Perhaps there is no "beneath". Perhaps there is a level where the distinction between object, space, time and information loses meaning.
Perhaps the bottom is not a place, but a way of looking.
The historical phase we are in
There is something fascinating about the current historical moment.We have two extraordinarily accurate theories:
- quantum mechanics
- general relativity
They work perfectly in their respective domains. But they do not speak the same language.
This fracture suggests that something is missing. And when in the history of physics a deep conceptual fracture has appeared, a revolution has always come.
Perhaps we are right on the edge of one.
A personal reflection
If I had to bet, I would say that:- Spacetime is not fundamental.
- Particles are not primary entities.
- Reality is structurally relational.
Not a collection of objects, but a network of quantum correlations.
Matter would then be a stable manifestation of a deeper informational dynamic. A bit like vortices in a fluid: they seem like objects, but they are patterns.
And us, inside all this?
The most dizzying thing is that we too are part of that network.If space emerges, if time emerges, if causality emerges, then even our conscious experience is a phenomenon internal to a much deeper structure.

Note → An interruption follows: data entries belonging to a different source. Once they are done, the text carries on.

//! BeautyBook root: HTML shell, shared contexts, and the route table.

use leptos::prelude::*;
use leptos_meta::{MetaTags, Stylesheet, Title, provide_meta_context};
use leptos_router::{
    ParamSegment, StaticSegment,
    components::{Route, Router, Routes},
};

use crate::components::{footer::Footer, navbar::Navbar};
use crate::config::{ClientConfig, META_NAME};
use crate::net::{api::ApiClient, session};
use crate::pages::{
    admin::AdminPage, appointments::AppointmentsPage, book::BookPage, contact::ContactPage, home::HomePage,
    login::LoginPage, provider_dashboard::ProviderDashboardPage, provider_detail::ProviderDetailPage,
    providers::ProvidersPage, register::RegisterPage, reviews::ReviewsPage, services::ServicesPage,
};
use crate::state::auth::AuthState;

/// HTML shell rendered on the server for SSR + hydration.
///
/// The host's `ClientConfig` context is serialized into a meta tag so the
/// hydrated app starts from the same settings.
pub fn shell(options: LeptosOptions) -> impl IntoView {
    let config = use_context::<ClientConfig>().unwrap_or_default();
    view! {
        <!DOCTYPE html>
        <html lang="en">
            <head>
                <meta charset="utf-8"/>
                <meta name="viewport" content="width=device-width, initial-scale=1"/>
                <meta name=META_NAME content=config.to_meta_content()/>
                <AutoReload options=options.clone()/>
                <HydrationScripts options/>
                <MetaTags/>
            </head>
            <body>
                <App/>
            </body>
        </html>
    }
}

/// Root application component.
///
/// Provides config, the auth session, and the API client, then sets up
/// client-side routing.
#[component]
pub fn App() -> impl IntoView {
    provide_meta_context();

    let config = use_context::<ClientConfig>().unwrap_or_else(ClientConfig::from_document);
    let auth = RwSignal::new(AuthState::restoring());
    let api = ApiClient::new(&config.api_base_url, auth);

    provide_context(config);
    provide_context(auth);
    provide_context(api.clone());

    Effect::new(move || session::restore(&api));

    view! {
        <Stylesheet id="leptos" href="/pkg/beautybook.css"/>
        <Title text="BeautyBook"/>

        <Router>
            <Navbar/>
            <main class="main-content">
                <Routes fallback=|| view! { <NotFound/> }>
                    <Route path=StaticSegment("") view=HomePage/>
                    <Route path=StaticSegment("services") view=ServicesPage/>
                    <Route path=StaticSegment("book") view=BookPage/>
                    <Route path=(StaticSegment("book"), ParamSegment("service_id")) view=BookPage/>
                    <Route path=StaticSegment("providers") view=ProvidersPage/>
                    <Route path=(StaticSegment("providers"), ParamSegment("id")) view=ProviderDetailPage/>
                    <Route path=StaticSegment("appointments") view=AppointmentsPage/>
                    <Route path=StaticSegment("reviews") view=ReviewsPage/>
                    <Route path=StaticSegment("admin") view=AdminPage/>
                    <Route path=(StaticSegment("provider"), StaticSegment("dashboard")) view=ProviderDashboardPage/>
                    <Route path=StaticSegment("login") view=LoginPage/>
                    <Route path=StaticSegment("register") view=RegisterPage/>
                    <Route path=StaticSegment("contact") view=ContactPage/>
                </Routes>
            </main>
            <Footer/>
        </Router>
    }
}

#[component]
fn NotFound() -> impl IntoView {
    view! {
        <div class="container empty-state">
            <h3>"Page not found"</h3>
            <a href="/" class="btn btn-primary">"Back to home"</a>
        </div>
    }
}
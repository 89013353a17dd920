use super::*;
use crate::net::types::{AuthSession, User};

fn signed_in(role: Role) -> AuthState {
    let mut state = AuthState::default();
    state.sign_in(AuthSession {
        token: "tok".to_owned(),
        user: User { id: 1, name: "Ana".to_owned(), email: String::new(), role },
    });
    state
}

#[test]
fn role_guard_waits_while_restoring() {
    assert_eq!(role_guard_target(&AuthState::restoring(), Role::Admin), None);
}

#[test]
fn role_guard_sends_anonymous_visitors_to_login() {
    assert_eq!(role_guard_target(&AuthState::default(), Role::Provider), Some("/login"));
}

#[test]
fn role_guard_rejects_wrong_role() {
    assert_eq!(role_guard_target(&signed_in(Role::Client), Role::Admin), Some("/login"));
}

#[test]
fn role_guard_admits_matching_role() {
    assert_eq!(role_guard_target(&signed_in(Role::Admin), Role::Admin), None);
    assert_eq!(role_guard_target(&signed_in(Role::Provider), Role::Provider), None);
}

#[test]
fn landing_path_follows_role() {
    assert_eq!(landing_path(Role::Admin), "/admin");
    assert_eq!(landing_path(Role::Provider), "/provider/dashboard");
    assert_eq!(landing_path(Role::Client), "/");
}
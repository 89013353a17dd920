use super::*;

#[test]
fn server_error_message_prefers_message_field() {
    let body = r#"{"message":"Time slot already booked","error":"conflict"}"#;
    assert_eq!(server_error_message(body).as_deref(), Some("Time slot already booked"));
}

#[test]
fn server_error_message_falls_back_to_error_field() {
    assert_eq!(server_error_message(r#"{"error":"Not authorized"}"#).as_deref(), Some("Not authorized"));
}

#[test]
fn server_error_message_reads_first_validation_error() {
    let body = r#"{"errors":[{"msg":"Price must be a number","param":"price"},{"msg":"other"}]}"#;
    assert_eq!(server_error_message(body).as_deref(), Some("Price must be a number"));
}

#[test]
fn server_error_message_ignores_blank_and_non_json_bodies() {
    assert_eq!(server_error_message(""), None);
    assert_eq!(server_error_message("<html>502</html>"), None);
    assert_eq!(server_error_message(r#"{"message":"   "}"#), None);
}

#[test]
fn user_message_uses_server_wording_when_present() {
    let err = ApiError::Server { status: 400, message: Some("Slot taken".to_owned()) };
    assert_eq!(err.user_message("Failed to book appointment"), "Slot taken");
}

#[test]
fn user_message_falls_back_for_bare_failures() {
    let bare = ApiError::Server { status: 500, message: None };
    assert_eq!(bare.user_message("Failed to book appointment"), "Failed to book appointment");
    let network = ApiError::Network("offline".to_owned());
    assert_eq!(network.user_message("Failed to save"), "Failed to save");
}

#[test]
fn server_error_display_formats_status_without_message() {
    let err = ApiError::Server { status: 503, message: None };
    assert_eq!(err.to_string(), "request failed: 503");
}

#[test]
fn credential_routes_do_not_tear_down_session() {
    assert!(!tears_down_session(&endpoints::auth::login()));
    assert!(!tears_down_session(&endpoints::auth::register()));
    assert!(tears_down_session(&endpoints::auth::me()));
    assert!(tears_down_session(&endpoints::appointments::list_mine(None)));
}

#[test]
fn bearer_header_prefixes_token() {
    assert_eq!(bearer_header("abc.def"), "Bearer abc.def");
}
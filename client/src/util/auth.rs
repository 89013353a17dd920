//! Role routing for sign-in and guarded pages.
//!
//! SYSTEM CONTEXT
//! ==============
//! Guarded pages share one wrong-role redirect, and sign-in flows share one
//! landing page per role.

#[cfg(test)]
#[path = "auth_test.rs"]
mod auth_test;

use leptos::prelude::*;
use leptos_router::NavigateOptions;

use crate::net::types::Role;
use crate::state::auth::AuthState;

/// Where a page restricted to `role` should send the current visitor, if
/// anywhere. Nothing happens while the session is still being restored.
#[must_use]
pub fn role_guard_target(state: &AuthState, role: Role) -> Option<&'static str> {
    if state.loading || state.has_role(role) {
        None
    } else {
        Some("/login")
    }
}

/// First page after signing in.
#[must_use]
pub fn landing_path(role: Role) -> &'static str {
    match role {
        Role::Admin => "/admin",
        Role::Provider => "/provider/dashboard",
        Role::Client => "/",
    }
}

/// Redirect away from a page reserved for `role`.
pub fn install_role_guard<F>(auth: RwSignal<AuthState>, role: Role, navigate: F)
where
    F: Fn(&str, NavigateOptions) + Clone + 'static,
{
    Effect::new(move || {
        if let Some(target) = role_guard_target(&auth.get(), role) {
            navigate(target, NavigateOptions::default());
        }
    });
}

/// Full page navigation, used when router context is unavailable (the API
/// client's 401 path).
pub fn hard_redirect(path: &str) {
    #[cfg(feature = "hydrate")]
    if let Some(window) = web_sys::window() {
        let _ = window.location().set_href(path);
    }
    #[cfg(not(feature = "hydrate"))]
    let _ = path;
}
use axum::body::Body;
use axum::http::Request;
use tower::ServiceExt;

use super::*;

#[tokio::test]
async fn healthz_returns_ok() {
    assert_eq!(healthz().await, StatusCode::OK);
}

#[tokio::test]
async fn base_routes_serve_health_probe() {
    let response = base_routes()
        .oneshot(Request::builder().uri("/healthz").body(Body::empty()).unwrap())
        .await
        .unwrap();
    assert_eq!(response.status(), StatusCode::OK);
}

#[tokio::test]
async fn base_routes_do_not_answer_unknown_paths() {
    let response = base_routes()
        .oneshot(Request::builder().uri("/api/services").body(Body::empty()).unwrap())
        .await
        .unwrap();
    assert_eq!(response.status(), StatusCode::NOT_FOUND);
}
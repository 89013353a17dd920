//! Client reviews wall with a submission form for signed-in users.

use leptos::prelude::*;

use crate::components::list_status::{EmptyState, Spinner};
use crate::components::notice_banner::NoticeBanner;
use crate::components::review_card::ReviewCard;
use crate::components::stars::StarPicker;
use crate::config::ClientConfig;
use crate::net::api::ApiClient;
use crate::net::types::Review;
use crate::state::auth::AuthState;
use crate::state::fetch::{ListState, ListView};
use crate::state::forms::ReviewForm;
use crate::state::notice::{NOTICE_TTL, NoticeKind, NoticeState, flash};
use crate::util::load::spawn_list_load;

/// Which review listing is shown.
#[derive(Clone, Copy, Debug, Default, PartialEq, Eq)]
pub enum ReviewScope {
    #[default]
    All,
    Mine,
}

#[component]
pub fn ReviewsPage() -> impl IntoView {
    let api = expect_context::<ApiClient>();
    let auth = expect_context::<RwSignal<AuthState>>();
    let config = expect_context::<ClientConfig>();
    let provider_id = config.default_provider_id;

    let reviews = RwSignal::new(ListState::<Review>::default());
    let scope = RwSignal::new(ReviewScope::All);
    let notices = RwSignal::new(NoticeState::default());
    let show_form = RwSignal::new(false);
    let rating = RwSignal::new(ReviewForm::default().rating);
    let comment = RwSignal::new(String::new());
    let submitting = RwSignal::new(false);

    let authenticated = Memo::new(move |_| auth.with(AuthState::is_authenticated));

    let reload = {
        let api = api.clone();
        move || {
            let api = api.clone();
            let mine = scope.get_untracked() == ReviewScope::Mine;
            spawn_list_load(reviews, async move {
                if mine { api.my_reviews().await } else { api.list_reviews().await }
            });
        }
    };

    {
        let reload = reload.clone();
        Effect::new(move || {
            // Signing out while on "Mine" falls back to everyone's reviews.
            if !authenticated.get() && scope.get_untracked() == ReviewScope::Mine {
                scope.set(ReviewScope::All);
            }
            scope.track();
            reload();
        });
    }

    let submit = {
        let api = api.clone();
        move |ev: leptos::ev::SubmitEvent| {
            ev.prevent_default();
            if !authenticated.get_untracked() {
                flash(notices, NoticeKind::Error, "Please log in to leave a review", NOTICE_TTL);
                return;
            }
            if submitting.get_untracked() {
                return;
            }
            let form = ReviewForm { rating: rating.get_untracked(), comment: comment.get_untracked() };
            let review = match form.validate(provider_id, None) {
                Ok(review) => review,
                Err(message) => {
                    flash(notices, NoticeKind::Error, message, NOTICE_TTL);
                    return;
                }
            };
            submitting.set(true);
            let api = api.clone();
            let reload = reload.clone();
            leptos::task::spawn_local(async move {
                match api.create_review(&review).await {
                    Ok(()) => {
                        flash(notices, NoticeKind::Success, "Thank you for your review!", NOTICE_TTL);
                        rating.set(ReviewForm::default().rating);
                        comment.set(String::new());
                        show_form.set(false);
                        reload();
                    }
                    Err(e) => flash(notices, NoticeKind::Error, e.user_message("Failed to submit review"), NOTICE_TTL),
                }
                submitting.set(false);
            });
        }
    };

    let header_action = move || {
        if authenticated.get() {
            view! {
                <div class="reviews-header__actions">
                    <button
                        class="filter-tab"
                        class:active=move || scope.get() == ReviewScope::All
                        on:click=move |_| scope.set(ReviewScope::All)
                    >
                        "All"
                    </button>
                    <button
                        class="filter-tab"
                        class:active=move || scope.get() == ReviewScope::Mine
                        on:click=move |_| scope.set(ReviewScope::Mine)
                    >
                        "Mine"
                    </button>
                    <button class="btn btn-primary" on:click=move |_| show_form.update(|open| *open = !*open)>
                        {move || if show_form.get() { "Cancel" } else { "Write a Review" }}
                    </button>
                </div>
            }
            .into_any()
        } else {
            view! {
                <p class="login-prompt">"Please " <a href="/login">"log in"</a> " to leave a review"</p>
            }
            .into_any()
        }
    };

    let form = move || {
        let submit = submit.clone();
        (show_form.get() && authenticated.get()).then(|| {
            view! {
                <div class="review-form-container card">
                    <h3>"Share Your Experience"</h3>
                    <form class="review-form" on:submit=submit>
                        <div class="form-group">
                            <label>"Rating"</label>
                            <StarPicker value=rating/>
                        </div>
                        <div class="form-group">
                            <label for="review-text">"Your Review"</label>
                            <textarea
                                id="review-text"
                                rows="4"
                                required
                                placeholder="Tell us about your experience..."
                                prop:value=move || comment.get()
                                on:input=move |ev| comment.set(event_target_value(&ev))
                            ></textarea>
                        </div>
                        <button type="submit" class="btn btn-primary" disabled=move || submitting.get()>
                            {move || if submitting.get() { "Submitting..." } else { "Submit Review" }}
                        </button>
                    </form>
                </div>
            }
        })
    };

    let list = move || match reviews.with(ListState::view) {
        ListView::Loading => view! { <Spinner/> }.into_any(),
        ListView::Empty => view! {
            <EmptyState title="No reviews yet" message="Be the first to leave a review!"/>
        }
        .into_any(),
        ListView::Items => view! {
            <div class="reviews-grid">
                {reviews
                    .get()
                    .items
                    .into_iter()
                    .map(|review| view! { <ReviewCard review=review/> })
                    .collect::<Vec<_>>()}
            </div>
        }
        .into_any(),
    };

    view! {
        <div class="reviews-page">
            <div class="page-header">
                <div class="container">
                    <h1>"Client Reviews"</h1>
                    <p>"See what our lovely clients have to say"</p>
                </div>
            </div>
            <div class="container reviews-container">
                <NoticeBanner notices=notices/>
                <div class="reviews-header">
                    <span class="total-reviews">{move || format!("{} Reviews", reviews.with(|r| r.items.len()))}</span>
                    {header_action}
                </div>
                {form}
                {list}
            </div>
        </div>
    }
}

We are temporary nodes in a cosmic network of correlations.
And perhaps the "ontological level" is not something hidden beneath visible reality, but is reality itself seen from a broader perspective. A perspective that the body, in its traversing, perhaps glimpses.
Perhaps the right question is not:
"What is beneath quantum mechanics?"
But:
"What do we really mean when we say that something is real?"
And here the small cosmic diary transforms into a great open question.
Which is perhaps exactly the best place to be, in this historical moment: with a question too large to contain, yet too necessary to avoid.